* EXERCISE: Pull out every line in the data that has the string "expect" in it.

━━━ MATERIALS PROVIDED ━━━

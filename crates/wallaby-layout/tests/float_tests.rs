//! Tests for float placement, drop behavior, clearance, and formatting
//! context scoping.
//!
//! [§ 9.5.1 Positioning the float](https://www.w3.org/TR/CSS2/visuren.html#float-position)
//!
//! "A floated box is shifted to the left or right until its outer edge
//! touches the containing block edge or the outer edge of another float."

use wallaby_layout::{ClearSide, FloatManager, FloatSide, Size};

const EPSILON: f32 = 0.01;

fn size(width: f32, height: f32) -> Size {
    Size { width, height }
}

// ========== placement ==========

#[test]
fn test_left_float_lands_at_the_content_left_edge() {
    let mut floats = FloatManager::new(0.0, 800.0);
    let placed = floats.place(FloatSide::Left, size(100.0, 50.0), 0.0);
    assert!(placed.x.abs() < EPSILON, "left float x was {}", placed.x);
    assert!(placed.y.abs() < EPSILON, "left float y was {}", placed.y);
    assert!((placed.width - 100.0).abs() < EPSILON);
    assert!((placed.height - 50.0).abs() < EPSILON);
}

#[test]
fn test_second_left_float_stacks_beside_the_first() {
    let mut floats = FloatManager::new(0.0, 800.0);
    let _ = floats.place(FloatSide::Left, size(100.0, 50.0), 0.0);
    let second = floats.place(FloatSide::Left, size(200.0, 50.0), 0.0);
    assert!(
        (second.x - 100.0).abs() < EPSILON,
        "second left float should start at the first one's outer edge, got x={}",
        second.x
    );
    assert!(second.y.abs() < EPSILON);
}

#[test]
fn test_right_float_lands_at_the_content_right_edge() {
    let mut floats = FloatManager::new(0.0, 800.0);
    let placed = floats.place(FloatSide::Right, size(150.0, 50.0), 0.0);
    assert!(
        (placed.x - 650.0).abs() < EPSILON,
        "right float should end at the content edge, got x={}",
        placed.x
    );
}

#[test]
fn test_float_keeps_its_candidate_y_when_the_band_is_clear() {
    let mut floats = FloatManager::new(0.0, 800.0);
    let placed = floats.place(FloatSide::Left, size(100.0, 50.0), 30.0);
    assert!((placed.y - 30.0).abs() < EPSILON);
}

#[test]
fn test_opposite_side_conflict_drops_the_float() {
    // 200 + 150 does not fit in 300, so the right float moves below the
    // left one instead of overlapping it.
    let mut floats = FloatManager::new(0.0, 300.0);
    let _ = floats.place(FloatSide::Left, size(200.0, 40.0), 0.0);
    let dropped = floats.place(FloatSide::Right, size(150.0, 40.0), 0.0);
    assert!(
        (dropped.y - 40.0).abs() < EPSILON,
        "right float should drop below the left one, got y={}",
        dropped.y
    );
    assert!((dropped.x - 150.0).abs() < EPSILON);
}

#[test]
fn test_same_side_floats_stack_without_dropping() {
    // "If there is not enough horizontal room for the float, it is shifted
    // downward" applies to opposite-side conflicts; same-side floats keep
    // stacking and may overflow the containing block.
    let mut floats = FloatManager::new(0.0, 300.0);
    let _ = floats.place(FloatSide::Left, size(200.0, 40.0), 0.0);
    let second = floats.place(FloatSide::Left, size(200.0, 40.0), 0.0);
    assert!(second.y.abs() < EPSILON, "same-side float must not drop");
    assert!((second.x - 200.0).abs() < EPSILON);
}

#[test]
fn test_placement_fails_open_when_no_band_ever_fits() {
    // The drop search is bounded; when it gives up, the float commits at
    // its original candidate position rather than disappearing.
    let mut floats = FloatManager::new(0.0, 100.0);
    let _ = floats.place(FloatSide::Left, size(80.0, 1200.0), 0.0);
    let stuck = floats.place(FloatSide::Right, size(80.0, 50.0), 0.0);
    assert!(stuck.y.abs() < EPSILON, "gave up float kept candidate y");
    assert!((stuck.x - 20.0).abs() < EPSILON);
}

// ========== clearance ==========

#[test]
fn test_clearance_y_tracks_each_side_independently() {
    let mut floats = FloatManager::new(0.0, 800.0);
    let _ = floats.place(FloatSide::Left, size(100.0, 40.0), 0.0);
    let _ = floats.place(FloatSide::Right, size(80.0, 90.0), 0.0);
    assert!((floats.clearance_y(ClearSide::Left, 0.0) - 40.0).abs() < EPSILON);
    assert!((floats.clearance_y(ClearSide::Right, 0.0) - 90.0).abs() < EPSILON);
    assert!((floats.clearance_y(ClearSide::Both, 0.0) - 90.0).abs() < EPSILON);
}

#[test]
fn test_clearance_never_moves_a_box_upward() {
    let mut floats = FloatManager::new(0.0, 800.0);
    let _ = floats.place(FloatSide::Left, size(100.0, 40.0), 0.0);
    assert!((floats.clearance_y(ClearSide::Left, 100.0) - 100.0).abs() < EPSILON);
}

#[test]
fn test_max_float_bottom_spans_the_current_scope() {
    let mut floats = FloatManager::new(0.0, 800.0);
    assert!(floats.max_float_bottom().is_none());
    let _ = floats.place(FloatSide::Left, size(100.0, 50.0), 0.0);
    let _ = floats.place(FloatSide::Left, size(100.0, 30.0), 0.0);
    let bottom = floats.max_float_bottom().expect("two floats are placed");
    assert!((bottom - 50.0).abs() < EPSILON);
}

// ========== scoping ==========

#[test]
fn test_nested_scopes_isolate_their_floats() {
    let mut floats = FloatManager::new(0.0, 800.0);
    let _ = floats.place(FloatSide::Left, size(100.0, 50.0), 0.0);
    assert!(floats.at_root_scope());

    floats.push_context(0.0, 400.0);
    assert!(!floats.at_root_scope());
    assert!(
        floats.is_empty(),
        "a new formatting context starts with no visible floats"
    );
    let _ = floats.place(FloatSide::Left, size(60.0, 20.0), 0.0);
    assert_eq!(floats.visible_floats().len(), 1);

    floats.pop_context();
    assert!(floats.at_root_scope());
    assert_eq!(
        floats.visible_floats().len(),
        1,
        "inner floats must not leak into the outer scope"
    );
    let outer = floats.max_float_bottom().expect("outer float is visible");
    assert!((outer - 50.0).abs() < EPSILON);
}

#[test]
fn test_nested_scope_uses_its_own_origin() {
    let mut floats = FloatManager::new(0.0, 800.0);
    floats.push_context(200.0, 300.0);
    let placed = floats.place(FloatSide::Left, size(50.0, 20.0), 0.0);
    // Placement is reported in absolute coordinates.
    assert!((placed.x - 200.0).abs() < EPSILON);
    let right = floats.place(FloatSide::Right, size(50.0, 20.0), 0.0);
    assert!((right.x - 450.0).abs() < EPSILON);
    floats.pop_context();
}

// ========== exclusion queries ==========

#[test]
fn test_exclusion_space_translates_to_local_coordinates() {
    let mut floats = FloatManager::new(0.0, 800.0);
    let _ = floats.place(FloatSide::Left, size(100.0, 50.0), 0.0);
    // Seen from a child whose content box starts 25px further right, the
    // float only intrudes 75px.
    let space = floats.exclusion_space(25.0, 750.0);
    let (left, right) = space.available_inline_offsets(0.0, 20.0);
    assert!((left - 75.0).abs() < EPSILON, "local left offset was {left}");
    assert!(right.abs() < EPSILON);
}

━━━

* TASK RESULT:
    let bottom = floats.max_float_bottom().expect("two floats are placed");
    let outer = floats.max_float_bottom().expect("outer float is visible");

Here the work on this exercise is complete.